- Interactive map of Palestine Square
- 31°30′22″N 34°27′42″E﻿ / ﻿31.50611°N 34.46167°E
- Location: Gaza City, Palestine

= Palestine Square =

City square in Gaza City, Palestine

Palestine Square (ميدان فلسطين), also known as Al-Saha or As-Saha (الساحة, "the (community) space" or "the square"), is a city square in east-central Gaza City, Palestine, in between Jamal Abdel Nasser Street and Omar Mukhtar Street. It is the location of a bus station, a taxi station, a fruit market, the Al-Ahli Arab Hospital, and dozens of small shops and vendors.
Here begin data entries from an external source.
//! # In-process allocation tracing
//!
//! The tracer records every heap block allocated through
//! [`TracingAllocator`] while tracing is on, together with the raw call
//! stack that requested it. Snapshots copy that table and resolve the raw
//! stacks to source lines (see [`crate::snapshot`]).
//!
//! ## Data Flow
//!
//! ```text
//! alloc / realloc / dealloc
//!     │
//!     ├──► capture_stack()        ← raw IPs into a fixed buffer, no heap
//!     │
//!     └──► TraceTable             ← addr → (size, StackId), stacks interned
//!              │
//!              ▼ take_snapshot()
//!         RawSnapshot ──► FrameResolver ──► Snapshot
//! ```
//!
//! ## Reentrancy
//!
//! The hooks run inside the global allocator, so anything they allocate
//! comes straight back into them. Two thread-local flags keep that safe:
//! recording is suppressed while a hook is already recording, and the table
//! is never touched while this thread holds its lock. The hooks never log
//! and never panic.

pub mod allocator;
pub(crate) mod capture;
pub(crate) mod table;

pub use allocator::TracingAllocator;

use log::{debug, info};
use std::sync::atomic::{AtomicBool, AtomicUsize, Ordering};
use std::sync::{Mutex, PoisonError};

use crate::domain::TracerError;
use crate::snapshot::{FrameResolver, Snapshot};
use capture::{capture_stack, table_held, FlagGuard};
use table::{RawSnapshot, TraceTable};

/// Largest accepted traceback limit.
pub const MAX_NFRAME: usize = 64;

/// Extra raw frames captured above the traceback limit.
///
/// The innermost frames of every stack belong to the tracer, the allocator
/// shims and the collection internals; they are skipped during resolution.
pub const ALLOCATOR_FRAME_ALLOWANCE: usize = 48;

static TRACING: AtomicBool = AtomicBool::new(false);
static TRACEBACK_LIMIT: AtomicUsize = AtomicUsize::new(1);
static TABLE: Mutex<Option<TraceTable>> = Mutex::new(None);

/// Run `f` against the table with the lock held.
///
/// Returns `None` if this thread already holds the lock.
fn with_table<R>(f: impl FnOnce(&mut TraceTable) -> R) -> Option<R> {
    let _held = FlagGuard::hold_table()?;
    let mut guard = TABLE.lock().unwrap_or_else(PoisonError::into_inner);
    Some(f(guard.get_or_insert_with(TraceTable::new)))
}

pub(crate) fn on_alloc(addr: usize, size: usize) {
    if !TRACING.load(Ordering::Relaxed) || table_held() {
        return;
    }
    let Some(_suppressed) = FlagGuard::suppress() else {
        return;
    };
    let depth = TRACEBACK_LIMIT.load(Ordering::Relaxed) + ALLOCATOR_FRAME_ALLOWANCE;
    let stack = capture_stack(depth);
    with_table(|table| table.record_alloc(addr, size, stack.as_slice()));
}

pub(crate) fn on_free(addr: usize) {
    if !TRACING.load(Ordering::Relaxed) || table_held() {
        return;
    }
    with_table(|table| table.record_free(addr));
}

/// Start tracing allocations, keeping at most `nframe` frames per traceback.
///
/// Calling this while tracing is already on only changes the limit. A new
/// session starts from an empty table.
///
/// # Errors
/// Returns [`TracerError::InvalidFrameLimit`] unless `1 <= nframe <= MAX_NFRAME`.
pub fn start(nframe: usize) -> Result<(), TracerError> {
    if !(1..=MAX_NFRAME).contains(&nframe) {
        return Err(TracerError::InvalidFrameLimit { got: nframe, max: MAX_NFRAME });
    }
    debug!("Starting allocation tracing (traceback limit {nframe})");
    TRACEBACK_LIMIT.store(nframe, Ordering::Relaxed);
    if !is_tracing() {
        // A hook racing the previous stop() may have recorded after its clear
        with_table(TraceTable::clear);
    }
    TRACING.store(true, Ordering::SeqCst);
    Ok(())
}

/// Stop tracing and forget every recorded trace.
pub fn stop() {
    TRACING.store(false, Ordering::SeqCst);
    with_table(TraceTable::clear);
    debug!("Allocation tracing stopped");
}

#[must_use]
pub fn is_tracing() -> bool {
    TRACING.load(Ordering::SeqCst)
}

/// Maximum number of frames stored per traceback.
#[must_use]
pub fn traceback_limit() -> usize {
    TRACEBACK_LIMIT.load(Ordering::Relaxed)
}

/// Bytes held by traced blocks: `(current, peak)`.
///
/// Both are zero when tracing is off.
#[must_use]
pub fn traced_memory() -> (usize, usize) {
    if !is_tracing() {
        return (0, 0);
    }
    with_table(|table| table.traced_memory()).unwrap_or((0, 0))
}

/// Set the peak to the current traced size.
pub fn reset_peak() {
    if is_tracing() {
        with_table(TraceTable::reset_peak);
    }
}

/// Forget all traces. Tracing stays on.
pub fn clear_traces() {
    with_table(TraceTable::clear);
}

/// Approximate bytes used by the tracer's own tables.
#[must_use]
pub fn tracer_memory() -> usize {
    with_table(|table| table.memory_usage()).unwrap_or(0)
}

/// Number of blocks currently traced.
#[must_use]
pub fn traced_blocks() -> usize {
    with_table(|table| table.len()).unwrap_or(0)
}

/// Run `f` with allocation recording suppressed on this thread.
///
/// Frees of traced blocks inside `f` are still observed.
pub fn untraced<R>(f: impl FnOnce() -> R) -> R {
    let _suppressed = FlagGuard::suppress();
    f()
}

/// Take a snapshot, resolving frames against the current executable.
///
/// # Errors
/// Returns [`TracerError::NotTracing`] when tracing is off, or a
/// symbolization error if the executable's debug info cannot be loaded.
pub fn take_snapshot() -> Result<Snapshot, TracerError> {
    if !is_tracing() {
        return Err(TracerError::NotTracing);
    }
    untraced(|| {
        let resolver = FrameResolver::for_current_exe()?;
        take_snapshot_with(&resolver)
    })
}

/// Take a snapshot using an existing resolver.
///
/// Reusing one resolver across snapshots keeps its symbol cache warm. Build
/// it before [`start`] or inside [`untraced`] so its own memory is not traced.
///
/// # Errors
/// Returns [`TracerError::NotTracing`] when tracing is off.
pub fn take_snapshot_with(resolver: &FrameResolver) -> Result<Snapshot, TracerError> {
    if !is_tracing() {
        return Err(TracerError::NotTracing);
    }
    untraced(|| {
        let raw: RawSnapshot = with_table(|table| table.raw_snapshot()).unwrap_or_default();
        let limit = traceback_limit();
        info!(
            "Snapshot: {} traces over {} distinct stacks (limit {limit})",
            raw.traces.len(),
            raw.stacks.len()
        );
        Ok(resolver.resolve(&raw, limit))
    })
}

#[cfg(test)]
mod tests {
    use super::*;

    #[test]
    fn test_start_rejects_out_of_range_limits() {
        assert!(matches!(start(0), Err(TracerError::InvalidFrameLimit { got: 0, .. })));
        assert!(matches!(
            start(MAX_NFRAME + 1),
            Err(TracerError::InvalidFrameLimit { max: MAX_NFRAME, .. })
        ));
    }

    #[test]
    fn test_start_discards_traces_left_after_stop() {
        stop();
        with_table(|table| table.record_alloc(0x1000, 256, &[0x10, 0x20]));

        start(1).unwrap();
        assert_eq!(traced_blocks(), 0);
        assert_eq!(traced_memory(), (0, 0));

        // Restarting while on keeps the session's traces
        with_table(|table| table.record_alloc(0x2000, 64, &[0x10]));
        start(2).unwrap();
        assert_eq!(traced_blocks(), 1);
        assert_eq!(traceback_limit(), 2);
        stop();
    }

    #[test]
    fn test_untraced_returns_closure_value() {
        assert_eq!(untraced(|| 41 + 1), 42);
    }
}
Gaza's municipal headquarters is also located in the square. Palestine Square once was walled when it laid along the southern edge of the Old City, overlooking barley and vegetable farms, olive and almond groves.

==History==
During the construction of a shopping centre in 2016 the remnants of a Byzantine church were discovered.

===Gaza war===
On December 7, 2023, during the fighting in the Gaza war, the Israel Defense Forces conquered Palestine Square. On November 30, 2023, a week prior to the occupation, Hamas used Palestine Square as the venue for the release of some of the hostages it was holding.

On January 25, 2025, Hamas used the square to stage the release of four Israeli female soldiers held as hostage since October 7, 2023. It was the second round of hostage release as spelled out in the 2025 ceasefire deal between Hamas and Israel.